(PROVIDED INFORMATION Opens)

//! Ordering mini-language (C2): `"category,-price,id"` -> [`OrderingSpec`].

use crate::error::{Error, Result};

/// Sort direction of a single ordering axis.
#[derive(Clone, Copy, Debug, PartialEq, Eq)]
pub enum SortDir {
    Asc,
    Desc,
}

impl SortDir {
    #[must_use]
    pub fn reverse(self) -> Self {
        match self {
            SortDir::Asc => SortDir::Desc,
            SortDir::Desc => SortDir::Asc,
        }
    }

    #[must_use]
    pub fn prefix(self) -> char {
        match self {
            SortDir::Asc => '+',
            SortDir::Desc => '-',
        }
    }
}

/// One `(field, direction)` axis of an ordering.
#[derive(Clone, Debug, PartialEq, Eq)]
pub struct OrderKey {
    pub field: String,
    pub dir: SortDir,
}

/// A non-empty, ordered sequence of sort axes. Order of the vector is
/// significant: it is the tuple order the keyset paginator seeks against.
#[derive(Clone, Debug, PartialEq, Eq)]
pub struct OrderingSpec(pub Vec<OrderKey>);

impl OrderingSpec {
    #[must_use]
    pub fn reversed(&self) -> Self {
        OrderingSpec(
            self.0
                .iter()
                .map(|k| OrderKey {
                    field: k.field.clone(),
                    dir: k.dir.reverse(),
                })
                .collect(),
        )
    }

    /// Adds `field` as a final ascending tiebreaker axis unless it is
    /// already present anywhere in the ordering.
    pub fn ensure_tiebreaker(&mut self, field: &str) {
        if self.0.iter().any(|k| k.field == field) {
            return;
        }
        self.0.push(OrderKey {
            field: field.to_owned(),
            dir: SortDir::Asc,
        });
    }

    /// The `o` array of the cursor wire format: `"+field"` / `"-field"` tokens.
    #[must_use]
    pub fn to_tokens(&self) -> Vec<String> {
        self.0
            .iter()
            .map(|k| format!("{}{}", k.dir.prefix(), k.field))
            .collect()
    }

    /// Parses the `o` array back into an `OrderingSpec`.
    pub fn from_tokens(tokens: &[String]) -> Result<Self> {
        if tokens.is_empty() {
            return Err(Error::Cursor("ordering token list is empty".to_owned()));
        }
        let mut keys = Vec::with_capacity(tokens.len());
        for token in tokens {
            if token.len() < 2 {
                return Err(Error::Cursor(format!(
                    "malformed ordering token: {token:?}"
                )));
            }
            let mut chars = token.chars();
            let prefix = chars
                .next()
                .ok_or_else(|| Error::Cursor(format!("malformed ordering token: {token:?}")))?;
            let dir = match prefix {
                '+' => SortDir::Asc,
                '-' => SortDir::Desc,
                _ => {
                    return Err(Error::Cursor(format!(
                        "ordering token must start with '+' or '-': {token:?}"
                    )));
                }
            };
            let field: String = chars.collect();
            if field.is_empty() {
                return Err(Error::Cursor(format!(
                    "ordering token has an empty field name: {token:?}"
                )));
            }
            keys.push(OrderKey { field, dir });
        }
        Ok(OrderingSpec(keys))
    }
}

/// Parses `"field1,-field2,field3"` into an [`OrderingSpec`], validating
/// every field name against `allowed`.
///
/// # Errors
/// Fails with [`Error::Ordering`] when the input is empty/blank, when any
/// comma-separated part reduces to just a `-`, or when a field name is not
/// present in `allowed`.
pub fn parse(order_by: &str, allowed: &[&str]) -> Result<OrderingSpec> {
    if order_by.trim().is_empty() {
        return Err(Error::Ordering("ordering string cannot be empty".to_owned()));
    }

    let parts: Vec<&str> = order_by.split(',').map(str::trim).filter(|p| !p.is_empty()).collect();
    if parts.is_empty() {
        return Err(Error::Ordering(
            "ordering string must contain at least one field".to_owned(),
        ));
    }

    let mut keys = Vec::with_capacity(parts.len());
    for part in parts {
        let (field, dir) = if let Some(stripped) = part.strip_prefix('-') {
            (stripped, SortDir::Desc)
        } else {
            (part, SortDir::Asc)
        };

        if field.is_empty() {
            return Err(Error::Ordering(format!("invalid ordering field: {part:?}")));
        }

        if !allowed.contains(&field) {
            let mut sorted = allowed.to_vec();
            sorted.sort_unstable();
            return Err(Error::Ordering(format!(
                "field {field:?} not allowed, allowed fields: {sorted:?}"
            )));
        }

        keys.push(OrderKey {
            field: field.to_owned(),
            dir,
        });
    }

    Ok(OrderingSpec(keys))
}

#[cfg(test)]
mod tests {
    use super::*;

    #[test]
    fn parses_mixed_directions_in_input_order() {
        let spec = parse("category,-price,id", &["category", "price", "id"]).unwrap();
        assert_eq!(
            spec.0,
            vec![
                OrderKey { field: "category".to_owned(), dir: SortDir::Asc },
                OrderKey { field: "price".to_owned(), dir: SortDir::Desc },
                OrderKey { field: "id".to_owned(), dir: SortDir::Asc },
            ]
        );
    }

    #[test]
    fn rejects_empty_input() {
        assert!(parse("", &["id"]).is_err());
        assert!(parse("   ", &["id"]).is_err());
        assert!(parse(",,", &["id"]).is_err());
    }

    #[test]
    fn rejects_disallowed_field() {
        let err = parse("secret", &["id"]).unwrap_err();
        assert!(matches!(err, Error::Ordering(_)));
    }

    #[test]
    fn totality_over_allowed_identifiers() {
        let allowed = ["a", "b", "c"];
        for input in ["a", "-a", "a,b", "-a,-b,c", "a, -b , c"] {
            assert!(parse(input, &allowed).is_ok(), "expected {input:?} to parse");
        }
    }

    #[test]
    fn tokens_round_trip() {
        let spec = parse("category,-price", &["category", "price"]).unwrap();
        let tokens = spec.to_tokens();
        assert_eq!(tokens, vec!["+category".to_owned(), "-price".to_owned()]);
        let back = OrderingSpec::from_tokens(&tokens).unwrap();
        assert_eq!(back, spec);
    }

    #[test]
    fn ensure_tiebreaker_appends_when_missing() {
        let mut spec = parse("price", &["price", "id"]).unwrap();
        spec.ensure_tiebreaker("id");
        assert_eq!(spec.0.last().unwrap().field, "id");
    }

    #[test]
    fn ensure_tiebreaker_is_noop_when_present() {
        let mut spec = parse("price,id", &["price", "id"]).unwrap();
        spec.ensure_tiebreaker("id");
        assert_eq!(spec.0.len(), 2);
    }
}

(PROVIDED INFORMATION Closes)

Type out the entries exactly as they appear above.

• **ANSWER BOX**
//! Ordering mini-language (C2): `"category,-price,id"` -> [`OrderingSpec`].

use crate::error::{Error, Result};

/// Sort direction of a single ordering axis.
#[derive(Clone, Copy, Debug, PartialEq, Eq)]
pub enum SortDir {
    Asc,
    Desc,
}

impl SortDir {
    #[must_use]
    pub fn reverse(self) -> Self {
        match self {
            SortDir::Asc => SortDir::Desc,
            SortDir::Desc => SortDir::Asc,
        }
    }

    #[must_use]
    pub fn prefix(self) -> char {
        match self {
            SortDir::Asc => '+',
            SortDir::Desc => '-',
        }
    }
}

/// One `(field, direction)` axis of an ordering.
#[derive(Clone, Debug, PartialEq, Eq)]
pub struct OrderKey {
    pub field: String,
    pub dir: SortDir,
}

/// A non-empty, ordered sequence of sort axes. Order of the vector is
/// significant: it is the tuple order the keyset paginator seeks against.
#[derive(Clone, Debug, PartialEq, Eq)]
pub struct OrderingSpec(pub Vec<OrderKey>);

impl OrderingSpec {
    #[must_use]
    pub fn reversed(&self) -> Self {
        OrderingSpec(
            self.0
                .iter()
                .map(|k| OrderKey {
                    field: k.field.clone(),
                    dir: k.dir.reverse(),
                })
                .collect(),
        )
    }

    /// Adds `field` as a final ascending tiebreaker axis unless it is
    /// already present anywhere in the ordering.
    pub fn ensure_tiebreaker(&mut self, field: &str) {
        if self.0.iter().any(|k| k.field == field) {
            return;
        }
        self.0.push(OrderKey {
            field: field.to_owned(),
            dir: SortDir::Asc,
        });
    }

    /// The `o` array of the cursor wire format: `"+field"` / `"-field"` tokens.
    #[must_use]
    pub fn to_tokens(&self) -> Vec<String> {
        self.0
            .iter()
            .map(|k| format!("{}{}", k.dir.prefix(), k.field))
            .collect()
    }

    /// Parses the `o` array back into an `OrderingSpec`.
    pub fn from_tokens(tokens: &[String]) -> Result<Self> {
        if tokens.is_empty() {
            return Err(Error::Cursor("ordering token list is empty".to_owned()));
        }
        let mut keys = Vec::with_capacity(tokens.len());
        for token in tokens {
            if token.len() < 2 {
                return Err(Error::Cursor(format!(
                    "malformed ordering token: {token:?}"
                )));
            }
            let mut chars = token.chars();
            let prefix = chars
                .next()
                .ok_or_else(|| Error::Cursor(format!("malformed ordering token: {token:?}")))?;
            let dir = match prefix {
                '+' => SortDir::Asc,
                '-' => SortDir::Desc,
                _ => {
                    return Err(Error::Cursor(format!(
                        "ordering token must start with '+' or '-': {token:?}"
                    )));
                }
            };
            let field: String = chars.collect();
            if field.is_empty() {
                return Err(Error::Cursor(format!(
                    "ordering token has an empty field name: {token:?}"
                )));
            }
            keys.push(OrderKey { field, dir });
        }
        Ok(OrderingSpec(keys))
    }
}

/// Parses `"field1,-field2,field3"` into an [`OrderingSpec`], validating
/// every field name against `allowed`.
///
/// # Errors
/// Fails with [`Error::Ordering`] when the input is empty/blank, when any
/// comma-separated part reduces to just a `-`, or when a field name is not
/// present in `allowed`.
pub fn parse(order_by: &str, allowed: &[&str]) -> Result<OrderingSpec> {
    if order_by.trim().is_empty() {
        return Err(Error::Ordering("ordering string cannot be empty".to_owned()));
    }

    let parts: Vec<&str> = order_by.split(',').map(str::trim).filter(|p| !p.is_empty()).collect();
    if parts.is_empty() {
        return Err(Error::Ordering(
            "ordering string must contain at least one field".to_owned(),
        ));
    }

    let mut keys = Vec::with_capacity(parts.len());
    for part in parts {
        let (field, dir) = if let Some(stripped) = part.strip_prefix('-') {
            (stripped, SortDir::Desc)
        } else {
            (part, SortDir::Asc)
        };

        if field.is_empty() {
            return Err(Error::Ordering(format!("invalid ordering field: {part:?}")));
        }

        if !allowed.contains(&field) {
            let mut sorted = allowed.to_vec();
            sorted.sort_unstable();
            return Err(Error::Ordering(format!(
                "field {field:?} not allowed, allowed fields: {sorted:?}"
            )));
        }

        keys.push(OrderKey {
            field: field.to_owned(),
            dir,
        });
    }

    Ok(OrderingSpec(keys))
}

#[cfg(test)]
mod tests {
    use super::*;

    #[test]
    fn parses_mixed_directions_in_input_order() {
        let spec = parse("category,-price,id", &["category", "price", "id"]).unwrap();
        assert_eq!(
            spec.0,
            vec![
                OrderKey { field: "category".to_owned(), dir: SortDir::Asc },
                OrderKey { field: "price".to_owned(), dir: SortDir::Desc },
                OrderKey { field: "id".to_owned(), dir: SortDir::Asc },
            ]
        );
    }

    #[test]
    fn rejects_empty_input() {
        assert!(parse("", &["id"]).is_err());
        assert!(parse("   ", &["id"]).is_err());
        assert!(parse(",,", &["id"]).is_err());
    }

    #[test]
    fn rejects_disallowed_field() {
        let err = parse("secret", &["id"]).unwrap_err();
        assert!(matches!(err, Error::Ordering(_)));
    }

    #[test]
    fn totality_over_allowed_identifiers() {
        let allowed = ["a", "b", "c"];
        for input in ["a", "-a", "a,b", "-a,-b,c", "a, -b , c"] {
            assert!(parse(input, &allowed).is_ok(), "expected {input:?} to parse");
        }
    }

    #[test]
    fn tokens_round_trip() {
        let spec = parse("category,-price", &["category", "price"]).unwrap();
        let tokens = spec.to_tokens();
        assert_eq!(tokens, vec!["+category".to_owned(), "-price".to_owned()]);
        let back = OrderingSpec::from_tokens(&tokens).unwrap();
        assert_eq!(back, spec);
    }

    #[test]
    fn ensure_tiebreaker_appends_when_missing() {
        let mut spec = parse("price", &["price", "id"]).unwrap();
        spec.ensure_tiebreaker("id");
        assert_eq!(spec.0.last().unwrap().field, "id");
    }

    #[test]
    fn ensure_tiebreaker_is_noop_when_present() {
        let mut spec = parse("price,id", &["price", "id"]).unwrap();
        spec.ensure_tiebreaker("id");
        assert_eq!(spec.0.len(), 2);
    }
}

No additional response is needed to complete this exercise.